On July 24th, 1963, the defendant commission mailed to plaintiff its final order denying plaintiff's application on rehearing. On August 8, 1963, acting in accordance with the provisions of ORS 656.286 (1),[1] plaintiff filed a complaint against the commission in the Lane county circuit court. The case came on for trial on February 5, 1964, and on February 6, 1964 an order of involuntary nonsuit was entered. Plaintiff then filed a new complaint on March 11, 1964, and on March 27, 1964 the defendant commission filed its answer which contained what purported to be an affirmative defense. The affirmative defense read, "Defendant alleges that the above entitled cause *279 of action has not been filed and commenced within the time prescribed by ORS 656.286 (1)."

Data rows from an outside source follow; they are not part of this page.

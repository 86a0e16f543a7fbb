//! Resource identifier extraction
//!
//! Compiled resource references show up in decompiled code as plain decimal
//! constants (`0x7f0e0042` is printed as `2131623970`). Any run of ten ASCII
//! digits is a candidate.

use once_cell::sync::Lazy;
use regex::Regex;

static RESOURCE_ID: Lazy<Regex> =
    Lazy::new(|| Regex::new(r"[0-9]{10}").expect("resource id pattern is valid"));

/// Candidate resource ids in `source`, left to right, non-overlapping.
///
/// Longer digit runs contribute their leading ten digits, then continue
/// scanning after them.
pub fn find_resource_ids(source: &str) -> Vec<u64> {
    RESOURCE_ID
        .find_iter(source)
        .filter_map(|m| m.as_str().parse().ok())
        .collect()
}

#[cfg(test)]
mod tests {
    use super::*;

    #[test]
    fn test_finds_ids_in_call_arguments() {
        let source = "this.requestPermissions(new String[]{getString(2131623970)}, 1234567890);";
        assert_eq!(find_resource_ids(source), vec![2131623970, 1234567890]);
    }

    #[test]
    fn test_short_numbers_ignored() {
        assert!(find_resource_ids("int code = 42; long t = 123456789;").is_empty());
    }

    #[test]
    fn test_long_runs_split_without_overlap() {
        // 12 digits: the first ten are taken, the remaining two are too short
        assert_eq!(find_resource_ids("x = 123456789012"), vec![1234567890]);
        // 20 digits: two consecutive ids
        assert_eq!(
            find_resource_ids("12345678909876543210"),
            vec![1234567890, 9876543210]
        );
    }

    #[test]
    fn test_non_ascii_digits_ignored() {
        assert!(find_resource_ids("١٢٣٤٥٦٧٨٩٠").is_empty());
    }
}
//! Common test utilities for permtrace-core
//!
//! Shared fixtures, builders and assertions for integration tests.

#![allow(dead_code)]

mod assertions;
mod builders;
mod fixtures;

pub use assertions::*;
pub use builders::*;
pub use fixtures::*;
//! Request analysis settings

use serde::{Deserialize, Serialize};
use tracing::debug;

use super::error::{ConfigError, ConfigResult};
use super::io::{ConfigExportV1, SCHEMA_VERSION};
use super::validation::Validatable;
use crate::shared::models::MethodSite;

/// Request analysis configuration
#[derive(Debug, Clone, PartialEq, Eq, Serialize, Deserialize)]
#[serde(default)]
pub struct RequestAnalysisConfig {
    /// Name prefix of the runtime permission request API
    /// (`requestPermission` also matches `requestPermissions`)
    pub request_method_name: String,

    /// Class prefixes that own the request API; request methods outside
    /// these namespaces are ignored
    pub platform_prefixes: Vec<String>,

    /// Caller class prefixes treated as SDK or language runtime code
    pub sdk_prefixes: Vec<String>,

    /// Locale key of the resolved-string table
    pub default_locale: String,

    /// Separator between an outer class and its nested/anonymous classes
    pub nested_class_separator: char,

    /// Resolve callers on the rayon pool
    pub parallel: bool,
}

impl Default for RequestAnalysisConfig {
    fn default() -> Self {
        Self {
            request_method_name: "requestPermission".to_string(),
            platform_prefixes: vec!["android".to_string()],
            sdk_prefixes: vec![
                "android".to_string(),
                "java".to_string(),
                "kotlin".to_string(),
            ],
            default_locale: "DEFAULT".to_string(),
            nested_class_separator: '$',
            parallel: false,
        }
    }
}

impl RequestAnalysisConfig {
    pub fn with_request_method_name(mut self, name: impl Into<String>) -> Self {
        self.request_method_name = name.into();
        self
    }

    pub fn with_platform_prefixes<I, S>(mut self, prefixes: I) -> Self
    where
        I: IntoIterator<Item = S>,
        S: Into<String>,
    {
        self.platform_prefixes = prefixes.into_iter().map(Into::into).collect();
        self
    }

    pub fn with_sdk_prefixes<I, S>(mut self, prefixes: I) -> Self
    where
        I: IntoIterator<Item = S>,
        S: Into<String>,
    {
        self.sdk_prefixes = prefixes.into_iter().map(Into::into).collect();
        self
    }

    pub fn with_default_locale(mut self, locale: impl Into<String>) -> Self {
        self.default_locale = locale.into();
        self
    }

    pub fn with_nested_class_separator(mut self, separator: char) -> Self {
        self.nested_class_separator = separator;
        self
    }

    pub fn with_parallel(mut self, parallel: bool) -> Self {
        self.parallel = parallel;
        self
    }

    /// True when the site's class belongs to a platform namespace owning the request API
    pub fn is_platform_site(&self, site: &MethodSite) -> bool {
        site.has_class_prefix(&self.platform_prefixes)
    }

    /// True when the site's class belongs to the SDK or a language runtime
    pub fn is_sdk_site(&self, site: &MethodSite) -> bool {
        site.has_class_prefix(&self.sdk_prefixes)
    }

    /// Load from a YAML file
    pub fn from_yaml(path: &str) -> ConfigResult<Self> {
        let content = std::fs::read_to_string(path)?;
        Self::from_yaml_str(&content)
    }

    /// Load from YAML text
    pub fn from_yaml_str(content: &str) -> ConfigResult<Self> {
        let export: ConfigExportV1 = serde_yaml::from_str(content)?;

        match export.version {
            None => return Err(ConfigError::MissingVersion),
            Some(SCHEMA_VERSION) => {}
            Some(found) => {
                return Err(ConfigError::UnsupportedVersion {
                    found,
                    supported: vec![SCHEMA_VERSION],
                })
            }
        }

        export.request_analysis.validate()?;
        let config = export.request_analysis.unwrap_or_default();
        debug!("Loaded {} from YAML", config.config_name());
        Ok(config)
    }

    /// Export as a versioned YAML document
    pub fn to_yaml(&self) -> ConfigResult<String> {
        let export = ConfigExportV1 {
            version: Some(SCHEMA_VERSION),
            request_analysis: Some(self.clone()),
        };
        serde_yaml::to_string(&export).map_err(ConfigError::Yaml)
    }
}

impl Validatable for RequestAnalysisConfig {
    fn validate(&self) -> ConfigResult<()> {
        if self.request_method_name.trim().is_empty() {
            return Err(ConfigError::empty_with_hint(
                "request_method_name",
                "Use 'requestPermission' for the Android runtime permission API.",
            ));
        }
        if self.platform_prefixes.iter().all(|p| p.is_empty()) {
            return Err(ConfigError::empty_with_hint(
                "platform_prefixes",
                "Requests are only analyzed inside a platform namespace such as 'android'.",
            ));
        }
        if self.sdk_prefixes.iter().all(|p| p.is_empty()) {
            return Err(ConfigError::empty_with_hint(
                "sdk_prefixes",
                "Without SDK prefixes every platform-internal caller is reported.",
            ));
        }
        if self.default_locale.is_empty() {
            return Err(ConfigError::empty_with_hint(
                "default_locale",
                "Resolved-string tables key their default locale as 'DEFAULT'.",
            ));
        }
        Ok(())
    }

    fn config_name(&self) -> &'static str {
        "RequestAnalysisConfig"
    }
}
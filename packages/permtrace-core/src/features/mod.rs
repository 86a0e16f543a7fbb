//! Feature modules

pub mod request_analysis;
//! String-literal cross references

use serde::{Deserialize, Serialize};

use super::MethodSite;

/// A string constant in the application and the methods that load it
#[derive(Debug, Clone, PartialEq, Eq, Serialize, Deserialize)]
pub struct StringLiteralRef {
    pub value: String,
    /// Referencing methods, in index order
    #[serde(default)]
    pub xref_from: Vec<MethodSite>,
}

impl StringLiteralRef {
    pub fn new(value: impl Into<String>) -> Self {
        Self {
            value: value.into(),
            xref_from: Vec::new(),
        }
    }

    pub fn referenced_by(mut self, site: MethodSite) -> Self {
        self.xref_from.push(site);
        self
    }

    pub fn is_referenced_by(&self, site: &MethodSite) -> bool {
        self.xref_from.iter().any(|s| s == site)
    }
}
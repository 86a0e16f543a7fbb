//! Text utilities over decompiled method bodies

pub mod resource_ids;

pub use resource_ids::find_resource_ids;
//! Configuration error types

use thiserror::Error;

/// Configuration error type
#[derive(Debug, Error)]
pub enum ConfigError {
    /// A field that must carry at least one value is empty
    #[error("Field '{field}' must not be empty. {hint}")]
    Empty { field: String, hint: String },

    /// Missing version field in YAML
    #[error("Missing 'version' field in configuration file. Add 'version: 1' to the top of your YAML file.")]
    MissingVersion,

    /// Unsupported version
    #[error("Unsupported configuration version {found}. Supported versions: {}", supported.iter().map(|v| v.to_string()).collect::<Vec<_>>().join(", "))]
    UnsupportedVersion { found: u32, supported: Vec<u32> },

    /// IO error
    #[error("IO error: {0}")]
    Io(#[from] std::io::Error),

    /// YAML parsing error
    #[error("YAML parsing error: {0}")]
    Yaml(#[from] serde_yaml::Error),
}

/// Configuration result type
pub type ConfigResult<T> = Result<T, ConfigError>;

impl ConfigError {
    /// Create an empty-field error with a hint
    pub fn empty_with_hint(field: impl Into<String>, hint: impl Into<String>) -> Self {
        Self::Empty {
            field: field.into(),
            hint: hint.into(),
        }
    }
}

On May 29, 1964, defendant filed a motion for judgment on the pleadings on the ground that the plaintiff had failed to reply to the affirmative defense. On June 1, 1964, plaintiff filed a reply which was simply a denial of the affirmative defense. The motion for judgment on the pleadings came on for hearing on June 9, 1964, at which time the trial court entered an order which read in pertinent part, "It appearing to the court that a reply has now been filed herein, IT IS * * * ORDERED that said motion be, and the same hereby is, denied."

1, 2. Even if we assume, arguendo, that the defendant's affirmative defense, rather than a mere conclusion of law, was a proper pleading of new matter constituting a defense so as to require a reply under the provisions of ORS 16.240,[2] the first assignment of error has no merit.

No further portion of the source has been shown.